A curiosidade humana é capaz de nos levar a experiências das quais nos arrependeremos pelo resto dos tempos. Sabe aquele mergulho totalmente seguro com tubarões? “Eu falei que era pra ficar parado se ele chegasse perto”. Aquele voo de asa delta em que nada pode dar errado? “Essas torções de tornozelo são tão comuns nas aterrissagens”. Aquele salto do alto de uma cachoeira? “Esse tronco não estava aí ontem”. Aquele passeio de ultraleve ao longo do litoral? “Você não disse que essa coisa planava mesmo se o motor pifasse?”
Escapei – mais por sorte do que prudência – da maior parte dessas armadilhas do destino. Não consegui, entretanto, evitar a pior delas.
“É coisa rápida: vocês vão tomar um café da manhã 5 estrelas, assistir a uma apresentação de meia hora, e ainda terão 80% de desconto nas entradas do parque”. Eu poderia ter dito não, inventado compromissos previamente agendados, ou me lembrado de exagerar nos espirros tão comuns para quem tem rinite alérgica. Mas os ingressos para o parque custavam boa grana, e uma hora a mais ou a menos não faria tanta diferença na nossa programação de férias.

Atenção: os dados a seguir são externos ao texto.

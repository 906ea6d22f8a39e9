use super::events::{ApplyEvent, OutputStream};
use super::Stage;

/// Human-readable log of an apply, folded from its progress events.
/// Live file-progress ticks are left out.
#[derive(Debug, Default)]
pub struct Transcript {
    lines: Vec<String>,
    stage: Option<Stage>,
    finished: bool,
}

impl Transcript {
    pub fn new() -> Self {
        Self::default()
    }

    /// Fold one event in. Returns the line it produced, if any.
    pub fn apply(&mut self, event: &ApplyEvent) -> Option<&str> {
        let line = match event {
            ApplyEvent::Start { session_id, attempt } => {
                self.stage = None;
                format!("attempt {attempt} on session {session_id}")
            }
            ApplyEvent::Status { message, stage } => {
                if stage.is_some() {
                    self.stage = *stage;
                }
                match stage {
                    Some(stage) => format!("[{stage}] {message}"),
                    None => message.clone(),
                }
            }
            ApplyEvent::PackageProgress { message, .. } => {
                self.stage = Some(Stage::Install);
                format!("[install] {message}")
            }
            ApplyEvent::FileProgress { .. } => return None,
            ApplyEvent::CommandProgress { command } => {
                self.stage = Some(Stage::Run);
                format!("$ {command}")
            }
            ApplyEvent::CommandOutput { stream, output, .. } => {
                let prefix = match stream {
                    OutputStream::Stdout => "  ",
                    OutputStream::Stderr => "! ",
                };
                output
                    .lines()
                    .map(|l| format!("{prefix}{l}"))
                    .collect::<Vec<_>>()
                    .join("\n")
            }
            ApplyEvent::CommandComplete { exit_code, success, .. } => {
                if *success {
                    return None;
                }
                format!("  exited {exit_code}")
            }
            ApplyEvent::Complete { result } => {
                self.finished = true;
                format!(
                    "done: {} created, {} updated, {} skipped, {} errors",
                    result.files_created.len(),
                    result.files_updated.len(),
                    result.files_skipped.len(),
                    result.errors.len()
                )
            }
            ApplyEvent::Error { message, terminal } => {
                if *terminal {
                    self.finished = true;
                    format!("failed: {message}")
                } else {
                    format!("warning: {message}")
                }
            }
        };
        self.lines.push(line);
        self.lines.last().map(String::as_str)
    }

    pub fn lines(&self) -> &[String] {
        &self.lines
    }

    /// Last stage seen.
    pub fn stage(&self) -> Option<Stage> {
        self.stage
    }

    pub fn is_finished(&self) -> bool {
        self.finished
    }
}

A decepção começou já no café da manhã, cujas estrelas só foram lembradas graças ao formato das batatas que nadavam na gordura. O café era frio e ralo, ao contrário dos ovos mexidos, ralos e frios. Depois de intermináveis 90 minutos de apresentação, perguntei sobre os vouchers dos descontos. “Aurora já vem atendê-los”. Àquela altura da vida, tinha passado algumas noites em claro à espera de uma alvorada especial. Em nenhuma delas, entretanto, a Aurora me pareceu demorar tanto. Lá fora, o sol a pino parecia debochar da minha malfadada decisão. Reclamei com um dos funcionários, que me pediu que aguardasse mais 10 minutos. “Aurora está finalizando um atendimento”.
Meia hora depois, o ódio estampado em meu semblante contrastava com o sorriso insuportável de Aurora. “Perdoe-me pela demora, querida família” – poucas vezes um “querida” me irritou tanto – “vou mostrar a vocês todas as opções de contratação de nossos planos de viagens”. Argumentei que estávamos exaustos e queríamos apenas os descontos, mas Aurora foi categórica: “a cereja do bolo vem sempre no final”. Com a fome apertando, quase sugeri trocar a cereja pela azeitona de uma empada.
Após ter recusado os cinco primeiros planos apresentados (sempre em ordem decrescente de valor), Aurora finalmente percebeu que não iria fechar negócio algum comigo. Seu sorriso se desfez de tal forma que passei a me questionar se seu nome era real ou artístico. “Pode me dar as entradas agora?” – perguntei. “Na última sala antes da saída” – ela resmungou, sem levantar os olhos.
Levei outra eternidade para conseguir receber os ingressos. Os demais dias das férias foram de chuva. Minha família só voltou a falar comigo depois de uma semana em casa. Ainda tenho sonhos recorrentes em que vejo Aurora ardendo no fogo do inferno.